Powell, who reached the quarter-final stages of the 2016 Rio Games, has also collected a number of supplementary honours without quite reaching the top spot of the podium. Along with Sarah Adlington, she claimed bronze at the Tashkent Grand Prix in September 2019, this after landing silver at the Abu Dhabi Grand Prix in October 2018 and then another bronze at the 2018 World Judo Masters in Guangzhou, China. The latter was the Welsh judoka’s third Masters medal after also winning a silver in 2015 and a bronze in 2016.
Those performances were a prelude to Powell also winning bronze at the 2017 World Judo Championships in Budapest. On this occasion she was joined by Nekoda Smythe-Davis who won the women’s -57kg bronze at the same event. At the time this was Great Britain’s first world medal since 2010 and the first time that two British female judokas had won world medals at the same event for 16 years which in itself tells its own story.
September 2018 saw 2014 Commonwealth Games gold medallist Smythe-Davis win a silver medal at the World Judo Championships in Baku, Azerbaijan. She was looking to become Great Britain’s first world champion since Craig Fallon in 2005 but the silver medal proved the first for Great Britain since 2009. That gold did arrive at the Düsseldorf Grand Slam in 2018 when the Londoner clinched a second Grand Slam gold of her career.

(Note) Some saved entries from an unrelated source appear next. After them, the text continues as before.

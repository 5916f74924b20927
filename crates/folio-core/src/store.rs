//! The `KeyValueStore` trait and the two backends that need no database.
//!
//! The trait is implemented by storage backends (e.g. `folio-store-sqlite`).
//! [`crate::Repository`] depends on this abstraction, not on any concrete
//! backend. Values are opaque JSON text; the store never inspects them.

use std::{collections::HashMap, convert::Infallible, future::Future, sync::RwLock};

// ─── Keys ────────────────────────────────────────────────────────────────────

/// Well-known keys of the persisted state layout.
pub mod keys {
  pub const COMPANY_PROFILE: &str = "companyProfile";
  pub const CUSTOMERS: &str = "customers";
  pub const ITEM_CATALOG: &str = "itemCatalog";
  pub const ITEM_CATEGORIES: &str = "itemCategories";
  pub const QUOTATIONS: &str = "quotations";
  pub const INVOICES: &str = "invoices";
  pub const INVOICE_COUNTER: &str = "invoiceCounter";
  pub const DOCUMENT_TEMPLATES: &str = "documentTemplates";
  pub const ACTIVE_TEMPLATE: &str = "activeTemplate";
}

// ─── Trait ───────────────────────────────────────────────────────────────────

/// A flat mapping from string keys to JSON text.
///
/// There is no locking and no compare-and-swap: read-modify-write sequences
/// built on top of this trait assume a single writer.
pub trait KeyValueStore: Send + Sync {
  type Error: std::error::Error + Send + Sync + 'static;

  /// Fetch the raw value stored under `key`, or `None` if unset.
  fn get<'a>(
    &'a self,
    key: &'a str,
  ) -> impl Future<Output = Result<Option<String>, Self::Error>> + Send + 'a;

  /// Overwrite the value stored under `key`.
  fn set<'a>(
    &'a self,
    key: &'a str,
    value: String,
  ) -> impl Future<Output = Result<(), Self::Error>> + Send + 'a;

  /// Remove `key`. Removing an absent key is not an error.
  fn remove<'a>(
    &'a self,
    key: &'a str,
  ) -> impl Future<Output = Result<(), Self::Error>> + Send + 'a;
}

// ─── MemoryStore ─────────────────────────────────────────────────────────────

/// A process-local store. Contents vanish with the process.
#[derive(Debug, Default)]
pub struct MemoryStore {
  entries: RwLock<HashMap<String, String>>,
}

impl MemoryStore {
  pub fn new() -> Self { Self::default() }
}

impl KeyValueStore for MemoryStore {
  type Error = Infallible;

  async fn get(&self, key: &str) -> Result<Option<String>, Infallible> {
    let entries = self.entries.read().unwrap_or_else(|e| e.into_inner());
    Ok(entries.get(key).cloned())
  }

  async fn set(&self, key: &str, value: String) -> Result<(), Infallible> {
    let mut entries = self.entries.write().unwrap_or_else(|e| e.into_inner());
    entries.insert(key.to_owned(), value);
    Ok(())
  }

  async fn remove(&self, key: &str) -> Result<(), Infallible> {
    let mut entries = self.entries.write().unwrap_or_else(|e| e.into_inner());
    entries.remove(key);
    Ok(())
  }
}

// ─── DetachedStore ───────────────────────────────────────────────────────────

/// A store with no backing environment at all.
///
/// Every read comes back empty and every write is silently dropped, so a
/// repository over it behaves like a fresh, read-only installation.
#[derive(Debug, Clone, Copy, Default)]
pub struct DetachedStore;

impl KeyValueStore for DetachedStore {
  type Error = Infallible;

  async fn get(&self, _key: &str) -> Result<Option<String>, Infallible> { Ok(None) }

  async fn set(&self, _key: &str, _value: String) -> Result<(), Infallible> { Ok(()) }

  async fn remove(&self, _key: &str) -> Result<(), Infallible> { Ok(()) }
}

#[cfg(test)]
mod tests {
  use super::*;

  #[tokio::test]
  async fn memory_store_set_get_remove() {
    let store = MemoryStore::new();
    assert_eq!(store.get("a").await.unwrap(), None);

    store.set("a", "1".into()).await.unwrap();
    assert_eq!(store.get("a").await.unwrap().as_deref(), Some("1"));

    store.set("a", "2".into()).await.unwrap();
    assert_eq!(store.get("a").await.unwrap().as_deref(), Some("2"));

    store.remove("a").await.unwrap();
    store.remove("a").await.unwrap();
    assert_eq!(store.get("a").await.unwrap(), None);
  }

  #[tokio::test]
  async fn detached_store_drops_writes() {
    let store = DetachedStore;
    store.set(keys::QUOTATIONS, "[]".into()).await.unwrap();
    assert_eq!(store.get(keys::QUOTATIONS).await.unwrap(), None);
  }
}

The last British medal success at an IJF event before the enforced break came at the Paris Grand Slam in February with Gemma Howell picking up a bronze in the -70kg Final.
That came after the London 2012 Olympian picked up a Grand Prix gold at the 18th attempt at last July’s Budapest Grand Prix. The victory was not only notable for its golden reward but also for applying pressure on her -70kg teammate and Olympic bronze medallist Conway in the race for the one available place for the Tokyo Games.
Other notable medal performances last year came for Great Britain’s Amy Livesey with a silver in the women’s -63kg final at the Montreal Grand Prix in July, and a bronze for Chelsie Giles at the Abu Dhabi Grand Prix September.
Whilst there has been medal success of all kinds for Britain’s women judoka, the same cannot be said for their male counterparts. Aside from Howard’s 2012 Olympic silver, the only notable medal of note in recent years coming last July at the Zagreb Grand Prix thanks to a silver medal for Ashley McKenzie in the men’s -60kg final.
Let’s not forget that the big occasions always draw up a surprise or two and the recent history of Great Britain’s judoka landing medals at major Grand Prix events could easily be translated to podium appearances on the big stage in the coming year.